A lot of dreams have come true for Marc Shaiman, Broadway songwriter, soundtrack savant, Jewish Eeyore and human Spotify. (Go ahead, ask him: He knows every song.) And yet each fruition seems to have prompted an equal and opposite karmic blowback. In 2012, after bragging to his mother that he’d “rehearsed with Billy Crystal all day and recorded with Bette Midler all night,” she pricked his ego balloon by saying, “So, maybe through them you’ll meet someone important?”
Shaiman, 66, relates that story, along with hundreds of other hair-raising, name-dropping tales of success and comeuppance, in “Never Mind the Happy,” a memoir of his 50-year musical career to be published this week by Post Hill Press. (The title was his mother’s response to being wished a “happy and healthy new year.”) “If showbiz puts you on a pedestal on Tuesday,” he writes, it’s only to have a better shot at your anatomy on Thursday.
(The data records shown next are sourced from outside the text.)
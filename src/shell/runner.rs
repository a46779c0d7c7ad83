//! Mandatory command execution with run-log reporting.

use crate::error::{describe_exit, DevsetupError, Result};
use crate::logging::Logger;

use super::command::{CommandExecutor, ShellExecutor};
use super::environment::HostEnvironment;

/// Runs commands that must succeed.
///
/// Every command gets the runner's [`HostEnvironment`] snapshot. Success is
/// logged with the literal command text; failure logs exactly one error line
/// naming the command plus one line with the underlying reason, and is
/// returned as a fatal error.
#[derive(Debug)]
pub struct CommandRunner<E: CommandExecutor = ShellExecutor> {
    executor: E,
    env: HostEnvironment,
}

impl<E: CommandExecutor> CommandRunner<E> {
    /// Create a runner around an executor and an environment snapshot.
    pub fn new(executor: E, env: HostEnvironment) -> Self {
        Self { executor, env }
    }

    /// The environment snapshot passed to child processes.
    pub fn env(&self) -> &HostEnvironment {
        &self.env
    }

    /// Mutable access to the snapshot (PATH augmentation).
    pub fn env_mut(&mut self) -> &mut HostEnvironment {
        &mut self.env
    }

    /// The underlying executor.
    pub fn executor(&self) -> &E {
        &self.executor
    }

    /// Consume the runner, returning its executor.
    pub fn into_executor(self) -> E {
        self.executor
    }

    /// Run a command with inherited standard streams.
    pub fn run(&mut self, command: &str, logger: &mut Logger) -> Result<()> {
        tracing::debug!("Running command: {}", command);

        match self.executor.execute(command, &self.env, false) {
            Ok(result) if result.success => {
                logger.info(format!("Command executed: {}", command));
                Ok(())
            }
            Ok(result) => {
                logger.error(format!("Error executing command: {}", command));
                logger.error(format!("Process finished with {}", describe_exit(&result.exit_code)));
                Err(DevsetupError::CommandFailed {
                    command: command.to_string(),
                    code: result.exit_code,
                })
            }
            Err(DevsetupError::CommandSpawn { command, source }) => {
                logger.error(format!("Error executing command: {}", command));
                logger.error(source.to_string());
                Err(DevsetupError::CommandSpawn { command, source })
            }
            Err(e) => Err(e),
        }
    }

    /// Run a command with captured output and return its trimmed stdout.
    ///
    /// Nothing is logged; a non-zero exit is returned as
    /// [`DevsetupError::CommandFailed`].
    pub fn probe(&mut self, command: &str) -> Result<String> {
        tracing::debug!("Probing: {}", command);

        let result = self.executor.execute(command, &self.env, true)?;
        if result.success {
            Ok(result.stdout.trim().to_string())
        } else {
            tracing::debug!("Probe `{}` failed: {}", command, result.stderr.trim());
            Err(DevsetupError::CommandFailed {
                command: command.to_string(),
                code: result.exit_code,
            })
        }
    }
}

#[cfg(test)]
mod tests {
    use super::*;
    use crate::shell::MockExecutor;

    fn runner(executor: MockExecutor) -> CommandRunner<MockExecutor> {
        CommandRunner::new(executor, HostEnvironment::new("/tmp", "/data"))
    }

    #[test]
    fn success_logs_literal_command() {
        let mut runner = runner(MockExecutor::new());
        let mut logger = Logger::in_memory();

        runner.run("npm install -g pyright", &mut logger).unwrap();

        assert_eq!(
            logger.messages(),
            vec!["Command executed: npm install -g pyright"]
        );
        assert_eq!(runner.executor().commands(), vec!["npm install -g pyright"]);
    }

    #[test]
    fn failure_logs_one_error_with_command_text() {
        let mut runner = runner(MockExecutor::new().fail_on("msiexec", 1603));
        let mut logger = Logger::in_memory();

        let err = runner
            .run("msiexec /i nvim-win64.msi /qn", &mut logger)
            .unwrap_err();

        assert!(matches!(
            err,
            DevsetupError::CommandFailed {
                code: Some(1603),
                ..
            }
        ));
        let with_command: Vec<_> = logger
            .errors()
            .into_iter()
            .filter(|m| m.contains("msiexec /i nvim-win64.msi /qn"))
            .collect();
        assert_eq!(with_command.len(), 1);
        assert!(logger.errors().iter().any(|m| m.contains("exit code 1603")));
    }

    #[test]
    fn spawn_error_logs_underlying_reason() {
        let mut runner = runner(MockExecutor::new().missing("curl"));
        let mut logger = Logger::in_memory();

        let err = runner.run("curl -L -o a b", &mut logger).unwrap_err();

        assert!(matches!(err, DevsetupError::CommandSpawn { .. }));
        assert!(err.is_reported());
        assert_eq!(logger.errors().len(), 2);
        assert_eq!(logger.errors()[0], "Error executing command: curl -L -o a b");
    }

    #[test]
    fn probe_returns_trimmed_stdout() {
        let mut runner = runner(MockExecutor::new().respond("git --version", "git version 2.43.0\n"));

        let out = runner.probe("git --version").unwrap();

        assert_eq!(out, "git version 2.43.0");
        assert_eq!(runner.executor().probes(), vec!["git --version"]);
        assert!(runner.executor().commands().is_empty());
    }

    #[test]
    fn probe_failure_is_an_error() {
        let mut runner = runner(MockExecutor::new().fail_on("node", 127));
        assert!(runner.probe("node --version").is_err());
    }

    #[test]
    fn env_mut_changes_snapshot_for_later_commands() {
        let mut runner = runner(MockExecutor::new());
        runner
            .env_mut()
            .augment_path(&[std::path::PathBuf::from("/opt/msys/bin")]);
        assert_eq!(runner.env().path_entries().len(), 1);
    }
}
The pedestal is impressive, though, especially when you consider that he climbed it on the strength of innate talent. No one in his family had musical interest, let alone musical ability, yet Shaiman wasn’t even out of his teens when he started working with Midler. In his 20s, he wrote scrappy, zany East Village shows with Scott Wittman, his lyricist partner and, for 25 years, romantic partner too.
“It was an honor just to be animated,” he allows in the book.
That joke has a sting in its tail: Nominated seven times for Academy Awards, he has never won. (He’s an EG-T.) He still sulks about it, as well as the five Broadway shows that followed “Hairspray,” of which only one (“Martin Short: Fame Becomes Me,” in 2006) turned a profit. Also still rankling him are an endless series of manipulations by producers, betrayals by studios and his own sometimes bratty reactions to brush-offs by celebrities. Let’s just say that when he accompanied Nora Ephron at one of Short’s Christmas parties, the key he selected was not ideally suited to her voice.